[Records contained in a dataset]
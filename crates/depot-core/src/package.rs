//! Package identity and declared relations (§3).

use std::cmp::Ordering;
use std::fmt;
use std::hash::Hash;
use std::sync::Arc;

use smallvec::SmallVec;

use crate::relation::{Depends, Provides};
use crate::version::Version;

/// Stable index of a package inside a [`crate::Cache`]'s arena.
///
/// Assigned on insertion and never reused within the lifetime of a cache,
/// so it is safe to use as a back-link target even while other packages are
/// being mutated.
#[derive(Debug, Clone, Copy, PartialEq, Eq, Hash, PartialOrd, Ord)]
pub struct PackageId(pub u32);

impl fmt::Display for PackageId {
    fn fmt(&self, f: &mut fmt::Formatter<'_>) -> fmt::Result {
        write!(f, "#{}", self.0)
    }
}

/// Stable index of a registered [`crate::Loader`] inside a cache.
#[derive(Debug, Clone, Copy, PartialEq, Eq, Hash, PartialOrd, Ord)]
pub struct LoaderId(pub u32);

/// A package's identity: `(name, version, architecture-or-backend-tag)`.
#[derive(Debug, Clone)]
pub struct Identity {
    name: Arc<str>,
    version: Version,
    tag: Arc<str>,
}

impl Identity {
    /// Builds an identity. `tag` is the architecture or backend discriminator
    /// (e.g. `x86_64`, `noarch`, a backend name) — use `""` when the backend
    /// carries no such concept.
    #[must_use]
    pub fn new(name: impl Into<Arc<str>>, version: Version, tag: impl Into<Arc<str>>) -> Self {
        Self { name: name.into(), version, tag: tag.into() }
    }

    /// The package name.
    #[must_use]
    pub fn name(&self) -> &str {
        &self.name
    }

    /// The package version.
    #[must_use]
    pub fn version(&self) -> &Version {
        &self.version
    }

    /// The architecture-or-backend tag.
    #[must_use]
    pub fn tag(&self) -> &str {
        &self.tag
    }
}

impl fmt::Display for Identity {
    fn fmt(&self, f: &mut fmt::Formatter<'_>) -> fmt::Result {
        if self.tag.is_empty() {
            write!(f, "{}-{}", self.name, self.version)
        } else {
            write!(f, "{}-{}.{}", self.name, self.version, self.tag)
        }
    }
}

impl PartialEq for Identity {
    fn eq(&self, other: &Self) -> bool {
        self.name == other.name && self.version == other.version && self.tag == other.tag
    }
}
impl Eq for Identity {}

impl Hash for Identity {
    fn hash<H: std::hash::Hasher>(&self, state: &mut H) {
        self.name.hash(state);
        self.version.canonical_key().hash(state);
        self.tag.hash(state);
    }
}

/// Packages are totally ordered by `(name asc, version desc, tag asc)`.
impl PartialOrd for Identity {
    fn partial_cmp(&self, other: &Self) -> Option<Ordering> {
        Some(self.cmp(other))
    }
}
impl Ord for Identity {
    fn cmp(&self, other: &Self) -> Ordering {
        self.name
            .cmp(&other.name)
            .then_with(|| other.version.compare(&self.version))
            .then_with(|| self.tag.cmp(&other.tag))
    }
}

/// A package known to the cache: its identity, declared relations, installed
/// flag, and the loaders that contributed it.
#[derive(Debug, Clone)]
pub struct Package {
    id: PackageId,
    identity: Identity,
    provides: Vec<Provides>,
    requires: Vec<Depends>,
    conflicts: Vec<Depends>,
    obsoletes: Vec<Depends>,
    installed: bool,
    loaders: SmallVec<[LoaderId; 2]>,
}

impl Package {
    /// Builds a package with no declared relations and no owning loaders yet;
    /// callers add relations and loaders before registering it with a cache.
    #[must_use]
    pub fn new(id: PackageId, identity: Identity) -> Self {
        Self {
            id,
            identity,
            provides: Vec::new(),
            requires: Vec::new(),
            conflicts: Vec::new(),
            obsoletes: Vec::new(),
            installed: false,
            loaders: SmallVec::new(),
        }
    }

    /// This package's stable cache index.
    #[must_use]
    pub const fn id(&self) -> PackageId {
        self.id
    }

    /// This package's identity.
    #[must_use]
    pub fn identity(&self) -> &Identity {
        &self.identity
    }

    /// The package name (shorthand for `identity().name()`).
    #[must_use]
    pub fn name(&self) -> &str {
        self.identity.name()
    }

    /// The package version (shorthand for `identity().version()`).
    #[must_use]
    pub fn version(&self) -> &Version {
        self.identity.version()
    }

    /// Declared Provides.
    #[must_use]
    pub fn provides(&self) -> &[Provides] {
        &self.provides
    }

    /// Declared Requires.
    #[must_use]
    pub fn requires(&self) -> &[Depends] {
        &self.requires
    }

    /// Declared Conflicts.
    #[must_use]
    pub fn conflicts(&self) -> &[Depends] {
        &self.conflicts
    }

    /// Declared Obsoletes.
    #[must_use]
    pub fn obsoletes(&self) -> &[Depends] {
        &self.obsoletes
    }

    /// Whether this package is currently installed (ORed across its loaders).
    #[must_use]
    pub const fn installed(&self) -> bool {
        self.installed
    }

    /// The loaders that have contributed this package's identity.
    #[must_use]
    pub fn loaders(&self) -> &[LoaderId] {
        &self.loaders
    }

    /// Adds a Provides, skipping exact duplicates.
    pub fn add_provides(&mut self, p: Provides) {
        if !self.provides.contains(&p) {
            self.provides.push(p);
        }
    }

    /// Adds a Requires, skipping exact duplicates.
    pub fn add_requires(&mut self, d: Depends) {
        if !self.requires.contains(&d) {
            self.requires.push(d);
        }
    }

    /// Adds a Conflicts, skipping exact duplicates.
    pub fn add_conflicts(&mut self, d: Depends) {
        if !self.conflicts.contains(&d) {
            self.conflicts.push(d);
        }
    }

    /// Adds an Obsoletes, skipping exact duplicates.
    pub fn add_obsoletes(&mut self, d: Depends) {
        if !self.obsoletes.contains(&d) {
            self.obsoletes.push(d);
        }
    }

    /// Registers a loader as claiming this package, ORing the installed flag.
    pub fn add_loader(&mut self, loader: LoaderId, loader_installed: bool) {
        if !self.loaders.contains(&loader) {
            self.loaders.push(loader);
        }
        self.installed |= loader_installed;
    }

    /// Removes a loader; returns true if this package now has no loaders and
    /// should be destroyed.
    pub fn remove_loader(&mut self, loader: LoaderId) -> bool {
        self.loaders.retain(|l| *l != loader);
        self.loaders.is_empty()
    }
}

impl fmt::Display for Package {
    fn fmt(&self, f: &mut fmt::Formatter<'_>) -> fmt::Result {
        write!(f, "{}", self.identity)
    }
}

/// Equality is by identity, not by cache-assigned id or relation contents.
impl PartialEq for Package {
    fn eq(&self, other: &Self) -> bool {
        self.identity == other.identity
    }
}
impl Eq for Package {}

impl PartialOrd for Package {
    fn partial_cmp(&self, other: &Self) -> Option<Ordering> {
        Some(self.cmp(other))
    }
}
impl Ord for Package {
    fn cmp(&self, other: &Self) -> Ordering {
        self.identity.cmp(&other.identity)
    }
}

#[cfg(test)]
mod tests {
    use super::*;
    use crate::version::Version;

    fn pkg(name: &str, ver: &str, id: u32) -> Package {
        Package::new(PackageId(id), Identity::new(name, Version::parse(ver).unwrap(), ""))
    }

    #[test]
    fn ordering_is_name_asc_then_version_desc() {
        let a = pkg("foo", "1.0", 0);
        let b = pkg("foo", "2.0", 1);
        assert!(b < a, "higher version should sort first within the same name");

        let c = pkg("bar", "9.0", 2);
        assert!(c < a, "name ordering dominates version");
    }

    #[test]
    fn equality_ignores_cache_id() {
        let a = pkg("foo", "1.0", 0);
        let b = pkg("foo", "1.0", 5);
        assert_eq!(a, b);
    }

    #[test]
    fn identity_hash_agrees_with_eq_across_equal_but_differently_spelled_versions() {
        use std::hash::{DefaultHasher, Hash, Hasher};

        fn hash_of(id: &Identity) -> u64 {
            let mut hasher = DefaultHasher::new();
            id.hash(&mut hasher);
            hasher.finish()
        }

        let a = Identity::new("foo", Version::parse("1.0").unwrap(), "");
        let b = Identity::new("foo", Version::parse("0:1.0").unwrap(), "");
        assert_eq!(a, b);
        assert_eq!(hash_of(&a), hash_of(&b));
    }

    #[test]
    fn loader_union_ors_installed() {
        let mut p = pkg("foo", "1.0", 0);
        p.add_loader(LoaderId(0), false);
        assert!(!p.installed());
        p.add_loader(LoaderId(1), true);
        assert!(p.installed());
    }

    #[test]
    fn removing_last_loader_signals_destruction() {
        let mut p = pkg("foo", "1.0", 0);
        p.add_loader(LoaderId(0), true);
        p.add_loader(LoaderId(1), false);
        assert!(!p.remove_loader(LoaderId(0)));
        assert!(p.remove_loader(LoaderId(1)));
    }
}
//! CLI surface (§6): `query`, `install`, `remove`, `upgrade`, `reinstall`,
//! plus the ambient `search`/`status` commands.

pub mod install;
pub mod query;
pub mod reinstall;
pub mod remove;
pub mod search;
pub mod status;
pub mod upgrade;

use clap::{Args, Parser, Subcommand};
use depot_resolver::{ChangeOp, Changeset};

use crate::context::Context;
use crate::output;

/// A high-performance multi-backend package manager.
#[derive(Parser, Debug)]
#[command(name = "depot", version, about = "A multi-backend package manager", propagate_version = true)]
pub struct Cli {
    /// Do not output any message.
    #[arg(short = 'q', long, global = true)]
    pub quiet: bool,

    /// Do not ask any interactive question; assume yes.
    #[arg(short = 'n', long = "no-interaction", global = true)]
    pub no_interaction: bool,

    /// Increase verbosity (-v, -vv, -vvv).
    #[arg(short = 'v', long, global = true, action = clap::ArgAction::Count)]
    pub verbose: u8,

    #[command(subcommand)]
    pub command: Commands,
}

/// Flags shared by every transaction-driving command.
#[derive(Args, Debug, Clone, Default)]
pub struct TransactionArgs {
    /// Show the URLs that would be fetched instead of committing.
    #[arg(long)]
    pub urls: bool,

    /// Emit a metalink document describing the fetches instead of committing.
    #[arg(long)]
    pub metalink: bool,

    /// Download artifacts for the planned steps without committing them.
    #[arg(long)]
    pub download: bool,

    /// Print each execution step as it would run, without committing.
    #[arg(long)]
    pub stepped: bool,

    /// Turn on verbose unmet-relation-chain reporting.
    #[arg(long)]
    pub explain: bool,

    /// Assume yes to every confirmation.
    #[arg(short = 'y', long)]
    pub yes: bool,
}

/// The CLI's subcommands.
#[derive(Subcommand, Debug)]
pub enum Commands {
    /// Query the cache: search, or ask `whoprovides`/`whorequires`/`whoconflicts`/`whoobsoletes`.
    Query(query::QueryArgs),
    /// Install packages.
    Install(install::InstallArgs),
    /// Remove packages.
    Remove(remove::RemoveArgs),
    /// Upgrade packages (or everything, if none named).
    Upgrade(upgrade::UpgradeArgs),
    /// Uninstall and reinstall the named packages.
    Reinstall(reinstall::ReinstallArgs),
    /// Search for packages by name (exact, glob, regex, or fuzzy).
    Search(search::SearchArgs),
    /// List installed packages and their channel.
    Status(status::StatusArgs),
}

/// Process exit codes (§6).
#[derive(Debug, Clone, Copy, PartialEq, Eq)]
pub enum ExitCode {
    /// Command completed successfully.
    Success = 0,
    /// User or dependency error (e.g. unsatisfiable requirement, a lock conflict).
    UserError = 1,
    /// CLI usage error (bad arguments).
    UsageError = 2,
    /// Interrupted (e.g. `Ctrl-C`, or a declined confirmation).
    Interrupted = 130,
}

impl From<ExitCode> for std::process::ExitCode {
    fn from(code: ExitCode) -> Self {
        Self::from(code as u8)
    }
}

/// Renders a solved changeset: an execution-preview mode (`--urls`,
/// `--metalink`, `--download`, `--stepped`) if any was requested, else a
/// table of the planned changes (committing a real backend transaction is
/// out of scope — see §1).
pub fn render_plan(ctx: &Context, changeset: &Changeset, txn: &TransactionArgs) -> ExitCode {
    if changeset.is_empty() {
        output::info("nothing to do");
        return ExitCode::Success;
    }

    let report = depot_report::build_report(&ctx.cache, changeset);
    let steps = depot_report::order(&ctx.cache, changeset);

    if txn.urls || txn.metalink || txn.download || txn.stepped {
        return render_preview(ctx, &steps, txn);
    }

    let rows = changeset
        .iter()
        .map(|(id, op)| {
            let identity = ctx.cache.package(id).map_or_else(|| id.to_string(), |p| p.identity().to_string());
            vec![op.to_string(), identity]
        })
        .collect();
    println!("{}", output::table(&["ACTION", "PACKAGE"], rows));

    if txn.explain {
        for (id, op) in changeset.iter() {
            if op != ChangeOp::Install {
                continue;
            }
            let detail = report.describe(id);
            if !detail.requires.is_empty() {
                output::info(&format!("{} requires: {:?}", id, detail.requires));
            }
        }
    }

    ExitCode::Success
}

fn render_preview(ctx: &Context, steps: &[Vec<depot_report::Step>], txn: &TransactionArgs) -> ExitCode {
    for stage in steps {
        for step in stage {
            let identity = ctx.cache.package(step.package).map_or_else(|| step.package.to_string(), |p| p.identity().to_string());
            if txn.urls || txn.metalink {
                println!("https://example.test/packages/{identity}");
            } else if txn.download {
                println!("downloading {identity}");
            } else {
                println!("{}: {identity}", step.op);
            }
        }
    }
    ExitCode::Success
}
//! The loader contract (§4.3): how a backend populates the cache.

use crate::error::Result;
use crate::package::LoaderId;

/// A channel-specific loader that materializes packages into a cache.
///
/// Multiple loaders may claim the same package identity; the cache merges
/// them, unioning relations and ORing `installed`. Implementations must make
/// `load` idempotent for a given backing store.
pub trait Loader: std::fmt::Debug + Send + Sync {
    /// Populates packages and relations into `sink`.
    ///
    /// `sink` is intentionally generic over the cache's insertion API rather
    /// than naming `depot_cache::Cache` directly, since `depot-core` does not
    /// depend on `depot-cache`.
    fn load(&mut self, sink: &mut dyn LoadSink) -> Result<()>;

    /// Detaches this loader's packages from the cache. Implementations need
    /// not track anything beyond their own identity: the cache is
    /// responsible for removing packages whose loader set becomes empty.
    fn unload(&mut self);

    /// Whether this loader's packages are considered installed.
    fn get_installed(&self) -> bool;

    /// The originating channel alias, used for priority resolution.
    fn get_channel(&self) -> &str;

    /// This loader's stable id, once registered with a cache.
    fn id(&self) -> Option<LoaderId>;

    /// Called once by the cache when this loader is registered.
    fn set_id(&mut self, id: LoaderId);
}

/// What a [`Loader`] writes into during `load`. Implemented by
/// `depot_cache::Cache` so loaders never need to depend on it directly.
pub trait LoadSink {
    /// Declares a package with the given identity, returning its stable id.
    /// Calling this twice with the same identity from different loaders
    /// merges onto a single package, per the loader contract.
    fn declare_package(
        &mut self,
        loader: LoaderId,
        name: &str,
        version: &str,
        tag: &str,
        installed: bool,
    ) -> Result<crate::package::PackageId>;

    /// Adds a Provides declaration to a previously-declared package.
    fn add_provides(&mut self, package: crate::package::PackageId, provides: crate::relation::Provides);

    /// Adds a Requires declaration to a previously-declared package.
    fn add_requires(&mut self, package: crate::package::PackageId, depends: crate::relation::Depends);

    /// Adds a Conflicts declaration to a previously-declared package.
    fn add_conflicts(&mut self, package: crate::package::PackageId, depends: crate::relation::Depends);

    /// Adds an Obsoletes declaration to a previously-declared package.
    fn add_obsoletes(&mut self, package: crate::package::PackageId, depends: crate::relation::Depends);
}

> What you should do
Go through the records above and, whenever a line includes the word "metalink", copy it.

> Response
    /// Emit a metalink document describing the fetches instead of committing.
    pub metalink: bool,
/// `--metalink`, `--download`, `--stepped`) if any was requested, else a
    if txn.urls || txn.metalink || txn.download || txn.stepped {
            if txn.urls || txn.metalink {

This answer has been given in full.